Just how erratic combat can feel serves to make Dissidia NT difficult to love, but like any fighting game once you understand it and the game snaps fully into focus it becomes clear how special and intricate its systems are. It’s a game that’s ultimately all about that three-player team composition, with characters able to play off each other in unique and interesting ways to create a more formidable unit. Given that lives are shared, players are encouraged to look after each other with proper, back-covering teamwork.
Some of FF’s most classic moves are recreated with a loving finesse, and combat looks a treat in all its manic, flashy splendour. Summons are a stand-out, no longer just a flash of artwork like on the PSP but now well-realized beasts that roam across the battlefield and crop up in some of the story battles.

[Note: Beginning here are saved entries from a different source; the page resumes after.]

// Application configuration, loaded from environment variables and CLI flags.

use std::time::Duration;

use crate::competition::ActiveLimits;
use crate::snapshot::CaptureSettings;

/// Application configuration.
#[derive(Debug, Clone)]
pub struct Config {
    /// Database URL (SQLite connection string).
    pub database_url: String,
    /// Port to bind the HTTP server to.
    pub port: u16,
    /// Seconds between lifecycle ticks.
    pub lifecycle_interval: Duration,
    /// Upper bound on a single statistics lookup.
    pub stats_timeout: Duration,
    /// Statistics lookups in flight per competition.
    pub capture_concurrency: usize,
    pub max_active_per_owner: i64,
    pub max_active_per_server: i64,
    /// Relay that posts announcements to chat. Log-only when unset.
    pub notify_webhook_url: Option<String>,
    /// Run one lifecycle tick and exit.
    pub run_once: bool,
}

impl Config {
    /// Load configuration from environment variables and CLI arguments.
    ///
    /// Environment variables:
    /// - `DATABASE_URL` - SQLite connection string (default: `sqlite:competitions.db?mode=rwc`)
    /// - `PORT` - HTTP server port (default: 3000)
    /// - `LIFECYCLE_INTERVAL_SECS` - tick period (default: 60)
    /// - `STATS_TIMEOUT_SECS` - per-lookup timeout (default: 10)
    /// - `CAPTURE_CONCURRENCY` - parallel lookups per competition (default: 8)
    /// - `MAX_ACTIVE_PER_OWNER` / `MAX_ACTIVE_PER_SERVER` - creation caps (default: 1 / 2)
    /// - `NOTIFY_WEBHOOK_URL` - announcement relay
    ///
    /// CLI flags:
    /// - `--port <PORT>` - Override the port
    /// - `--once` - Run a single lifecycle tick and exit
    pub fn load() -> Self {
        let args: Vec<String> = std::env::args().collect();
        Self::from_sources(&args, |key| std::env::var(key).ok())
    }

    fn from_sources(args: &[String], env: impl Fn(&str) -> Option<String>) -> Self {
        let database_url = env("DATABASE_URL")
            .unwrap_or_else(|| "sqlite:competitions.db?mode=rwc".to_string());

        // Port: CLI flag --port takes precedence, then env var, then default
        let port = Self::parse_cli_value(args, "--port")
            .and_then(|v| v.parse().ok())
            .or_else(|| env("PORT").and_then(|v| v.parse().ok()))
            .unwrap_or(3000);

        let number = |key: &str, default: u64| -> u64 {
            env(key).and_then(|v| v.parse().ok()).unwrap_or(default)
        };

        Config {
            database_url,
            port,
            lifecycle_interval: Duration::from_secs(number("LIFECYCLE_INTERVAL_SECS", 60).max(1)),
            stats_timeout: Duration::from_secs(number("STATS_TIMEOUT_SECS", 10).max(1)),
            capture_concurrency: number("CAPTURE_CONCURRENCY", 8).max(1) as usize,
            max_active_per_owner: number("MAX_ACTIVE_PER_OWNER", 1) as i64,
            max_active_per_server: number("MAX_ACTIVE_PER_SERVER", 2) as i64,
            notify_webhook_url: env("NOTIFY_WEBHOOK_URL").filter(|v| !v.is_empty()),
            run_once: args.iter().any(|a| a == "--once"),
        }
    }

    /// Parse a CLI flag value like `--port 8080`.
    fn parse_cli_value(args: &[String], flag: &str) -> Option<String> {
        args.windows(2).find_map(|pair| {
            if pair[0] == flag {
                Some(pair[1].clone())
            } else {
                None
            }
        })
    }

    pub fn capture_settings(&self) -> CaptureSettings {
        CaptureSettings {
            lookup_timeout: self.stats_timeout,
            concurrency: self.capture_concurrency,
        }
    }

    pub fn active_limits(&self) -> ActiveLimits {
        ActiveLimits {
            per_owner: self.max_active_per_owner,
            per_server: self.max_active_per_server,
        }
    }
}

#[cfg(test)]
mod tests {
    use super::*;
    use std::collections::HashMap;

    fn load(args: &[&str], env: &[(&str, &str)]) -> Config {
        let args: Vec<String> = args.iter().map(|s| s.to_string()).collect();
        let env: HashMap<String, String> = env
            .iter()
            .map(|(k, v)| (k.to_string(), v.to_string()))
            .collect();
        Config::from_sources(&args, |key| env.get(key).cloned())
    }

    #[test]
    fn test_defaults() {
        let config = load(&["scout-competitions"], &[]);
        assert_eq!(config.database_url, "sqlite:competitions.db?mode=rwc");
        assert_eq!(config.port, 3000);
        assert_eq!(config.lifecycle_interval, Duration::from_secs(60));
        assert_eq!(config.stats_timeout, Duration::from_secs(10));
        assert_eq!(config.capture_concurrency, 8);
        assert_eq!(config.max_active_per_owner, 1);
        assert_eq!(config.max_active_per_server, 2);
        assert!(config.notify_webhook_url.is_none());
        assert!(!config.run_once);
    }

    #[test]
    fn test_cli_port_overrides_env() {
        let config = load(
            &["scout-competitions", "--port", "8081", "--once"],
            &[("PORT", "9000"), ("NOTIFY_WEBHOOK_URL", "http://relay/notify")],
        );
        assert_eq!(config.port, 8081);
        assert!(config.run_once);
        assert_eq!(
            config.notify_webhook_url.as_deref(),
            Some("http://relay/notify")
        );
    }

    #[test]
    fn test_garbage_values_fall_back() {
        let config = load(
            &["scout-competitions"],
            &[("PORT", "nope"), ("CAPTURE_CONCURRENCY", "0"), ("STATS_TIMEOUT_SECS", "x")],
        );
        assert_eq!(config.port, 3000);
        assert_eq!(config.capture_concurrency, 1);
        assert_eq!(config.stats_timeout, Duration::from_secs(10));
    }
}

Enough of the original PSP design remains in combat that fans who enjoyed it will find it similar, and while I’m still not entirely convinced that six-player battles was the way to go one can’t deny that it works well. Given that the original arcade machine straight up featured a PS4 controller facsimile the controls are comfortable and intuitive, with the only stumbling block a fiddly but manageable lock-on system.
Much of Dissidia NT reminds me of the original release of Street Fighter 5, then – a game with excellent fighting fundamentals that elsewhere is downright puzzling. The options for single-player focused fans are limited, the story basic, and the online sadly pairs that excellent combat with hit-and-miss netcode that, when it breaks, becomes an unplayable slideshow rather than a simple frustration.
Matchmaking takes ages too, and I’m not entirely sure if that’s because there’s something wrong or if it’s because not that many people are online, but either is fairly disappointing. It’s pretty rough when a fighting game focused YouTuber paid by Square to promote the game spends more of his twitch stream waiting for matches than actually playing, but that’s all too often the current reality.
These nagging complaints hang heavy around Dissida Final Fantasy NT, but the important thing is that it’s still a really exciting, interesting and different fighter. That last bit is crucial – despite similarities to the Gundam games, there’s nothing else quite like Dissidia on the market, and some will certainly find themselves hooked on its unique, hectic type of battle. If you’re willing to ride on through its uninviting initial hours and can accept that it’s a more clear-cut fighter than anything like the more role playing focused PSP games, you’ll be in for a treat. With those caveats in mind, those who do make the investment will be satisfied.